**PROBLEM**
Across the entries below, how many lines contain the string "WebDriverSession"? Only the number is wanted.

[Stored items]
Segment Open
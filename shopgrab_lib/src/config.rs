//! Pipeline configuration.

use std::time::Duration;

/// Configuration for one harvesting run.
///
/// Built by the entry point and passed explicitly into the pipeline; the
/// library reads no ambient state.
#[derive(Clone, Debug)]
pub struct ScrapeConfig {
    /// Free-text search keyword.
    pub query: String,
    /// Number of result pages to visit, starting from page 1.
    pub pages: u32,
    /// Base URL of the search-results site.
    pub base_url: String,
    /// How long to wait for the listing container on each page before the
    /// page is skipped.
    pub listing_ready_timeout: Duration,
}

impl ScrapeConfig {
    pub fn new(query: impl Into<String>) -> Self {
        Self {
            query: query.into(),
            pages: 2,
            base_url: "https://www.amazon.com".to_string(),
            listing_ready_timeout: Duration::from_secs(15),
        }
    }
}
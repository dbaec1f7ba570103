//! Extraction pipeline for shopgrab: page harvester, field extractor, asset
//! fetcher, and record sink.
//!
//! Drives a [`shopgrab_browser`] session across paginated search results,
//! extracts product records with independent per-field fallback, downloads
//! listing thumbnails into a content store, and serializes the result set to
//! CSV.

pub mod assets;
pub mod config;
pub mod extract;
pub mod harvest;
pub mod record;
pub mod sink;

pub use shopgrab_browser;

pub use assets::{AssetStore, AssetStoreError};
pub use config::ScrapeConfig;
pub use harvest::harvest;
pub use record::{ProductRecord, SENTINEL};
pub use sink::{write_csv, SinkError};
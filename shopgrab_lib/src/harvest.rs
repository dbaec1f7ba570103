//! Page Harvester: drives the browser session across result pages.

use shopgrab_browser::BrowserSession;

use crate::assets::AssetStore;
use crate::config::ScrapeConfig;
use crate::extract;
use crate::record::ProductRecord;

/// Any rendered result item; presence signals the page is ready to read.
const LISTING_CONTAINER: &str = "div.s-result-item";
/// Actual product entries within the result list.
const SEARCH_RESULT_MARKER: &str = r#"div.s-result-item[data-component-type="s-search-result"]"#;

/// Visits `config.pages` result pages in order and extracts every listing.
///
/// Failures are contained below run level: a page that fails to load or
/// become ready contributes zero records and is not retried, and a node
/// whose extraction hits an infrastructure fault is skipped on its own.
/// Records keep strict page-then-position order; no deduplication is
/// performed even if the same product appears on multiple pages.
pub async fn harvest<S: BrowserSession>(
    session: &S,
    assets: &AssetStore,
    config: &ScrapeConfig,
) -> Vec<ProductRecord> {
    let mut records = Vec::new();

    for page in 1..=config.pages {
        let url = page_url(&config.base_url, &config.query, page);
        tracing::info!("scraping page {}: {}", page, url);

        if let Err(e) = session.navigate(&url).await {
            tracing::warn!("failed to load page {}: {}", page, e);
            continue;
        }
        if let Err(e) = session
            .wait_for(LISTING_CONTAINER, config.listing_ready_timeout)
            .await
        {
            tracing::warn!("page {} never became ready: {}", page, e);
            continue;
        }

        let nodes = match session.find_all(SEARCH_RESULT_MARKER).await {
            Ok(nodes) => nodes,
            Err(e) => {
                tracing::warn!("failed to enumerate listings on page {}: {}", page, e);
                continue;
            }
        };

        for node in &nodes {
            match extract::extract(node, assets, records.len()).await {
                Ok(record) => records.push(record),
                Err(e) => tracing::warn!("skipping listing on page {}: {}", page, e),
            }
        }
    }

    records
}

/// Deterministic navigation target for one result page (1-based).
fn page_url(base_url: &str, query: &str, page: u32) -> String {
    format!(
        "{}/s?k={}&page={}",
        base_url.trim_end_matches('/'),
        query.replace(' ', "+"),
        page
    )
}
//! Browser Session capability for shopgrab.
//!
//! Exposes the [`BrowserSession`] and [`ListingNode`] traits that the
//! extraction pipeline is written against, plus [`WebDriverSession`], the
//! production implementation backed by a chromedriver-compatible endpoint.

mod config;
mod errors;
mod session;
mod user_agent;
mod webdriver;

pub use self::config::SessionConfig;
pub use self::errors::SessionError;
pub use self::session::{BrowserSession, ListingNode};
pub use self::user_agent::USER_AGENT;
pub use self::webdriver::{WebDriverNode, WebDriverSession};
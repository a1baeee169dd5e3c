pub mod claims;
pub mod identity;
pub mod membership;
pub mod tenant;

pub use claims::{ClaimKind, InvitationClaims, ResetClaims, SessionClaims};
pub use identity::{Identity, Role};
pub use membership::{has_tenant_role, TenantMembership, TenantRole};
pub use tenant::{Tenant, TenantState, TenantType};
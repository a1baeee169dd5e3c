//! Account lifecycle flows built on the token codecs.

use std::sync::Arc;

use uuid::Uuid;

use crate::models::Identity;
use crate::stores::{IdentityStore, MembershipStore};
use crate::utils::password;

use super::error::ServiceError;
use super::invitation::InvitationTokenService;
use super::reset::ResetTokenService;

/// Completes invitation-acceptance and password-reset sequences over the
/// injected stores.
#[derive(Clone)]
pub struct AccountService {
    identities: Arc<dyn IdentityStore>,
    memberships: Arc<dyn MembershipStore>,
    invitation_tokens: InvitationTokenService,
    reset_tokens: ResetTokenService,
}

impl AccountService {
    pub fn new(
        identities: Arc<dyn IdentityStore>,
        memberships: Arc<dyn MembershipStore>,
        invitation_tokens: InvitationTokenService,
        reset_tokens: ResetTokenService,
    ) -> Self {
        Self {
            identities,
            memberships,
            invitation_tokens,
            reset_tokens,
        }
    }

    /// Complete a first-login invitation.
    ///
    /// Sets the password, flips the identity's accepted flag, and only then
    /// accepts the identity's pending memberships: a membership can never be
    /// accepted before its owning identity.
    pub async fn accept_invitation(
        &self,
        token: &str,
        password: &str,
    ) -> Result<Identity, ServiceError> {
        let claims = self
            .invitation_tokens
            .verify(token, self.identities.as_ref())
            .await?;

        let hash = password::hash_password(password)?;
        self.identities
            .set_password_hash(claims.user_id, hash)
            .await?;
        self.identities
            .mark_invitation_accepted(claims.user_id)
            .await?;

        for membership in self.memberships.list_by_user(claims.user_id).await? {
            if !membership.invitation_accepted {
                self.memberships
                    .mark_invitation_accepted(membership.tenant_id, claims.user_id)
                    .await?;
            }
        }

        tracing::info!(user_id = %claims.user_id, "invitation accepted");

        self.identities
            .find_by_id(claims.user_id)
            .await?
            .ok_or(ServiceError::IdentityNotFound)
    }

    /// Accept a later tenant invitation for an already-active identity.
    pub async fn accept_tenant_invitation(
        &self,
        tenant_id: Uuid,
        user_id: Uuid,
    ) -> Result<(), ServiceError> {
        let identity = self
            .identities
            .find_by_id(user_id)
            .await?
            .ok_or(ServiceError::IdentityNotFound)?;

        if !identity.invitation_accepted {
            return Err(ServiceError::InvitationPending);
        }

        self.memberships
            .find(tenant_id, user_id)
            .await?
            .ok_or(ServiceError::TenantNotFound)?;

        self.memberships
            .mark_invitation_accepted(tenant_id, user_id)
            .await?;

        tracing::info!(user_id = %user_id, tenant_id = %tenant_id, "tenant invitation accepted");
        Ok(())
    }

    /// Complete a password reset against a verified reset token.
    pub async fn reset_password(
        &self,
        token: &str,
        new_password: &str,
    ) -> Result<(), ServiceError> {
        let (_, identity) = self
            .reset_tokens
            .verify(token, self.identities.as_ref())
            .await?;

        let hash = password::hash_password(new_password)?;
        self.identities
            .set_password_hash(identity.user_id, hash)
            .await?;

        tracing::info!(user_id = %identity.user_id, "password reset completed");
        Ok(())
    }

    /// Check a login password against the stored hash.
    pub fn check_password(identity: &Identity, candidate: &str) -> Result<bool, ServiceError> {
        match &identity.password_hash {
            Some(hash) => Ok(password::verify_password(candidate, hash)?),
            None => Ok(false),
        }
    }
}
Segment Closed
Segment Open
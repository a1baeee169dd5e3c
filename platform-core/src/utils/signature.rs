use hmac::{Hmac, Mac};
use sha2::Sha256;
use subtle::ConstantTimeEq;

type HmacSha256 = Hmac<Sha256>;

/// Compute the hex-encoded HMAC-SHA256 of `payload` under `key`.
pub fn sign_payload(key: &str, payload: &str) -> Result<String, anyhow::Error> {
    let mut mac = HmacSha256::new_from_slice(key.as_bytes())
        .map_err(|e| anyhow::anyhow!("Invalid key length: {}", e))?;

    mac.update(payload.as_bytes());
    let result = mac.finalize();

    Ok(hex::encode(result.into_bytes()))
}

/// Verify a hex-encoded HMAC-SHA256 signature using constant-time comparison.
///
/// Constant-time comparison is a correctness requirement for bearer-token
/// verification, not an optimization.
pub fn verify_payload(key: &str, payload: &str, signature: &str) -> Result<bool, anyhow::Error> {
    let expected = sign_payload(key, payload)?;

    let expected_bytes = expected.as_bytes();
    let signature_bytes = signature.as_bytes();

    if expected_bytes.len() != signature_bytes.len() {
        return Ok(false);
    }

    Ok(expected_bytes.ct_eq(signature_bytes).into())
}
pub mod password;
Segment Closed
Segment Open
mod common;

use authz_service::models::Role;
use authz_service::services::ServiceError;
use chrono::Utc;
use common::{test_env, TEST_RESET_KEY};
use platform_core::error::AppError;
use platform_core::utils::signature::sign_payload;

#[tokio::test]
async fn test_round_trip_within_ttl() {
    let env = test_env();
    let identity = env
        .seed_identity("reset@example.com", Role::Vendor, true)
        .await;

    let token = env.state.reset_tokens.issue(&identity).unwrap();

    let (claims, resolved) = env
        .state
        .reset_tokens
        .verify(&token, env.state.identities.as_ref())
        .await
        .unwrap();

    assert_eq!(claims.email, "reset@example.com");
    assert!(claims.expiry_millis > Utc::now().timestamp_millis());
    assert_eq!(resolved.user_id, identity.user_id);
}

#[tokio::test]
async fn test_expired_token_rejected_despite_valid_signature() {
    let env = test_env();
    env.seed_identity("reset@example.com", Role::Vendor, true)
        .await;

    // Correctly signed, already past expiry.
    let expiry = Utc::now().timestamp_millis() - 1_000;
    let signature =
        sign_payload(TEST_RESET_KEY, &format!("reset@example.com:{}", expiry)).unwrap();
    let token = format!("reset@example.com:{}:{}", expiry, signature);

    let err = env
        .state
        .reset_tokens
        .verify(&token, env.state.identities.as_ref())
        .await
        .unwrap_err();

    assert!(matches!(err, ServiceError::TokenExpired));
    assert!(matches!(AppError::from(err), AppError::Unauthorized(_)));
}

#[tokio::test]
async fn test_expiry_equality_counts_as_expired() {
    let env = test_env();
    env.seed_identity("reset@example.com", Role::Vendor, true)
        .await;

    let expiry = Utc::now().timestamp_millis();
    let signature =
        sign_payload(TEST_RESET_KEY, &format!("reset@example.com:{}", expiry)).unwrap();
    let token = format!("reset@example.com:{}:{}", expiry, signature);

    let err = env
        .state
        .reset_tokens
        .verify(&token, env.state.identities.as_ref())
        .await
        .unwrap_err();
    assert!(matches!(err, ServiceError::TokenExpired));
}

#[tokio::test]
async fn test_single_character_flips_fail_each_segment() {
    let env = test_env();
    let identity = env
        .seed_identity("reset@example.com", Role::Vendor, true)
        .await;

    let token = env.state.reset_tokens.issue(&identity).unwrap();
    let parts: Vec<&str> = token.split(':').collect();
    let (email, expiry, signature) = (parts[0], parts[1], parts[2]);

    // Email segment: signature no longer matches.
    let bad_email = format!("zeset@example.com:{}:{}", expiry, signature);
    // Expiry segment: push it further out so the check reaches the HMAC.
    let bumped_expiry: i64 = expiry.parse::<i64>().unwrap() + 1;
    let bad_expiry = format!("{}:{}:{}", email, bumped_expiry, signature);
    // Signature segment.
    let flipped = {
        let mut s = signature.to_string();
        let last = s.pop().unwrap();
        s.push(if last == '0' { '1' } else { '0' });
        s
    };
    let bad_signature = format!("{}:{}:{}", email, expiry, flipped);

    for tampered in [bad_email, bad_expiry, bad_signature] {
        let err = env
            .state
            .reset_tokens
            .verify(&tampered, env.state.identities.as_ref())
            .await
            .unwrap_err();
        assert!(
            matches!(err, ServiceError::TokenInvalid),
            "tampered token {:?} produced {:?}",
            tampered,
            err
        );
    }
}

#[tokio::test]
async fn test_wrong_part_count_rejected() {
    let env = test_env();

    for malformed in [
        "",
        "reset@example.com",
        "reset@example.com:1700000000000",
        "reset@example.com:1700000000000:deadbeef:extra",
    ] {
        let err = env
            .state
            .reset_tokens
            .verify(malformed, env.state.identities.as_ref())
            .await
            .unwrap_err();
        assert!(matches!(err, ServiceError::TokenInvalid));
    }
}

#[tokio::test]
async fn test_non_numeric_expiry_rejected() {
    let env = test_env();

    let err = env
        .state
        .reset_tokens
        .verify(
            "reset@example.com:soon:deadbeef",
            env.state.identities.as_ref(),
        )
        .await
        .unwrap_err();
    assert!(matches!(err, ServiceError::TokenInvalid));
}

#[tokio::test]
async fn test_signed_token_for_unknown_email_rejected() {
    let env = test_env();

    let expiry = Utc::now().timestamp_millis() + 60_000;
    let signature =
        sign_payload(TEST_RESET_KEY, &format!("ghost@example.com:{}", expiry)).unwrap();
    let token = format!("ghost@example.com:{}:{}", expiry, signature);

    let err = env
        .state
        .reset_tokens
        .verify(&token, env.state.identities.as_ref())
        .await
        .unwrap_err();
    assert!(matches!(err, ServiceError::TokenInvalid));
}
Segment Closed
**ANSWER SECTION**
2